For many men also who have tethered their confidence to the material wealth they can boast of, they cannot dismiss the epicaricacy that comes with seeing those who mocked them while they were still poor. In a nutshell, it is not enough that they rich now; those who didn't respect them when they had nothing must see them now and respect them. In other words, they have earned money to earn respect. Money is a means to an end. The same applies to truth, knowledge, and rationality.
Knowledge As Crutch
To the crux of the matter.
For many, as I have seen, (myself included), it is not enough to know the truth; we must disabuse people of their delusion. This behaviour briefly explains why disagreements over things that can safely be classified as trivia (most philosophical musings) are emotionally charged. It is a case of believing in the "truth" so much that everyone who disagrees is either a moron, delusional, malicious, or whatever derogatory qualification.
To us, the fun in knowing the truth is not in knowing the truth. The fun is seeing how much you can influence others with what you know. The fun is in the persuasion, in the awakening of ‘an other’ from a dogmatic slumber. The joy is knowing that what you know and have shared is doing something to others. It is the joy akin to putting a smile on a lover’s face with some secret treat or a gift. Which, I concede, is not bad on certain terms as some revelations do have practical consequences. However, a pathology occurs when you believe that the potency of the truth is in its ability to persuade.

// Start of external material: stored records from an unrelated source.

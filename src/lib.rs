#![allow(dead_code)]
/*!

The combinatorial core of trace monoids (Mazurkiewicz traces): words over a
finite alphabet quotiented by the commutation congruence of an independence
relation. Independent letters may swap freely; dependent letters keep their
relative order. The crate constructs canonical representatives of congruence
classes (two interchangeable algorithms), decomposes traces into maximal
concurrency steps (Foata normal form), builds the induced precedence DAG and
its Hasse diagram, and counts/enumerates congruence classes by length via
the clique polynomial of the independence graph.

*/

#[macro_use]
mod format;

mod alphabet;
mod error;
mod foata;
mod graph;
mod independence;
mod interner;
pub mod logging;
mod monoid;
mod normal_form;
mod series;
mod trace;

pub use rug::Integer as BigInteger;

pub use alphabet::{Alphabet, Generator};
pub use error::{TraceError, TraceResult};
pub use foata::{FoataNormalForm, Step};
pub use format::{DisplayForm, Formattable, Formatter};
pub use graph::{CliqueEnumeration, CliqueOracle, DiGraph, IndependenceGraph};
pub use independence::IndependenceRelation;
pub use monoid::TraceMonoid;
pub use normal_form::Algorithm;
pub use series::{RationalSeries, SeriesBackend};
pub use trace::{Run, RunVec, Trace};
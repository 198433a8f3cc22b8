/*!

The independence relation of a trace monoid: a symmetric, irreflexive relation
over generator pairs. Independent generators commute; everything else is
dependent. Dependence is the complement over all ordered pairs *including* the
diagonal: a generator always depends on itself, which is what pins the
relative order of repeated occurrences.

Pairs are stored normalized as `(min, max)`, so symmetry is by construction
and each unordered pair is stored once.

*/

use fnv::FnvHashSet;

use crate::{
  alphabet::{Alphabet, Generator},
  error::{TraceError, TraceResult},
  format::{Formattable, Formatter},
  logging::{log, Channel},
};


#[derive(Clone, Debug, PartialEq, Eq)]
pub struct IndependenceRelation {
  alphabet_size: u32,
  pairs: FnvHashSet<(Generator, Generator)>,
}

impl IndependenceRelation {
  /// Builds the relation from unordered index pairs, deduplicating and
  /// symmetrizing. Rejects self-pairs and out-of-range indices.
  pub fn new<I>(alphabet_size: usize, pairs: I) -> TraceResult<IndependenceRelation>
    where I: IntoIterator<Item=(Generator, Generator)>
  {
    let alphabet_size = alphabet_size as u32;
    let mut normalized = FnvHashSet::default();
    for (g, h) in pairs {
      if g == h {
        return Err(TraceError::InvalidRelation(
          format!("pair ({}, {}) is a self-pair", g, h)
        ));
      }
      if g >= alphabet_size || h >= alphabet_size {
        return Err(TraceError::InvalidRelation(
          format!("pair ({}, {}) is out of range for an alphabet of {} generators", g, h, alphabet_size)
        ));
      }
      normalized.insert(Self::key(g, h));
    }
    log(
      Channel::Debug,
      4,
      format!("Independence relation over {} generators with {} pairs.", alphabet_size, normalized.len()).as_str()
    );
    Ok(
      IndependenceRelation {
        alphabet_size,
        pairs: normalized
      }
    )
  }

  /// Builds the relation from pairs of generator *names*, resolved through the
  /// given alphabet.
  pub fn from_named_pairs(alphabet: &Alphabet, pairs: &[(&str, &str)])
    -> TraceResult<IndependenceRelation>
  {
    let mut index_pairs = Vec::with_capacity(pairs.len());
    for (left, right) in pairs {
      index_pairs.push((alphabet.resolve(left)?, alphabet.resolve(right)?));
    }
    IndependenceRelation::new(alphabet.len(), index_pairs)
  }

  pub fn alphabet_size(&self) -> usize {
    self.alphabet_size as usize
  }

  /// Symmetric, and always false on the diagonal.
  pub fn independent(&self, g: Generator, h: Generator) -> bool {
    g != h && self.pairs.contains(&Self::key(g, h))
  }

  pub fn dependent(&self, g: Generator, h: Generator) -> bool {
    !self.independent(g, h)
  }

  /// The normalized pair list, sorted for deterministic printing and graph
  /// construction.
  pub fn pairs(&self) -> Vec<(Generator, Generator)> {
    let mut pairs: Vec<_> = self.pairs.iter().copied().collect();
    pairs.sort_unstable();
    pairs
  }

  pub fn pair_count(&self) -> usize {
    self.pairs.len()
  }

  fn key(g: Generator, h: Generator) -> (Generator, Generator) {
    if g < h { (g, h) } else { (h, g) }
  }
}

/// Formats the relation as a set of named pairs, so it needs the alphabet.
/// `IndependenceRelation` itself only knows index space.
pub(crate) fn format_relation(
  relation: &IndependenceRelation,
  alphabet: &Alphabet,
  _formatter: &Formatter
) -> String
{
  let pairs = relation.pairs()
                      .iter()
                      .map(|&(g, h)| format!("({}, {})", alphabet.name(g), alphabet.name(h)))
                      .collect::<Vec<_>>()
                      .join(", ");
  format!("{{{}}}", pairs)
}

impl Formattable for IndependenceRelation {
  fn format(&self, _formatter: &Formatter) -> String {
    let pairs = self.pairs()
                    .iter()
                    .map(|&(g, h)| format!("({}, {})", g, h))
                    .collect::<Vec<_>>()
                    .join(", ");
    format!("{{{}}}", pairs)
  }
}

display_formattable_impl!(IndependenceRelation);


#[cfg(test)]
mod tests {
  use super::*;

  #[test]
  fn symmetric_and_irreflexive() {
    let relation = IndependenceRelation::new(3, vec![(2, 0)]).unwrap();
    assert!(relation.independent(0, 2));
    assert!(relation.independent(2, 0));
    assert!(relation.dependent(0, 0));
    assert!(relation.dependent(2, 2));
    assert!(relation.dependent(0, 1));
    assert_eq!(relation.pairs(), vec![(0, 2)]);
  }

  #[test]
  fn deduplicates() {
    let relation = IndependenceRelation::new(3, vec![(0, 2), (2, 0), (0, 2)]).unwrap();
    assert_eq!(relation.pair_count(), 1);
  }

  #[test]
  fn rejects_self_pair() {
    let result = IndependenceRelation::new(3, vec![(1, 1)]);
    assert!(matches!(result, Err(TraceError::InvalidRelation(_))));
  }

  #[test]
  fn rejects_out_of_range() {
    let result = IndependenceRelation::new(3, vec![(0, 3)]);
    assert!(matches!(result, Err(TraceError::InvalidRelation(_))));
  }

  #[test]
  fn named_pairs() {
    let alphabet = Alphabet::from_names(&["a", "b", "c"]).unwrap();
    let relation = IndependenceRelation::from_named_pairs(&alphabet, &[("a", "c")]).unwrap();
    assert!(relation.independent(0, 2));
    assert_eq!(
      IndependenceRelation::from_named_pairs(&alphabet, &[("a", "d")]),
      Err(TraceError::UnknownGenerator("d".to_string()))
    );
  }
}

No, persuasion is a marketing skill.
To judge backward – from result to revelation – rather than seeing the intricacies of revelation on its merit is torture to the soul. Simply put, don't judge the value of truth by how well you can persuade. Humans are complex like that. A product is not the best because it sells best.
You may need to pair the truth with marketing if you are concerned about the impact. (“May” being the keyword). But human behavior falls for desire and marketing primarily. Even Hitler could sell his ideas to a base. How we sell something is as important. Do not expect that the truth will sell itself. Except that the danger of dilution exists somewhere.
Truth Without An Advertising Budget
Why am I writing this? Because the ire of disagreement is real. So real that it moves us like a heavy current. It moves us so hard while also assuring us that this movement is a self-decided one.
I am also writing this to console anyone whose social status, acceptance, and other soft incentives have diminished because of weak epistemologies (women are prone to be dismissed due to accusations of irrationality).
Lastly, I am writing to advocate for the separation of knowledge from the will. Seeing the peculiar ability of these rationalizing species to make knowledge work for the will, I say that anything is possible – evil or good – when wielded by the appropriate will to achieve it.
An idea is neither good nor truthful because it has traction. Or because it is popular. It is not bad either because a despicable character holds the notion. What you must do, is learn to check the truth on its own merit and if found to be solid, that you hold on to it whether you have a good advertising budget or not. Vale.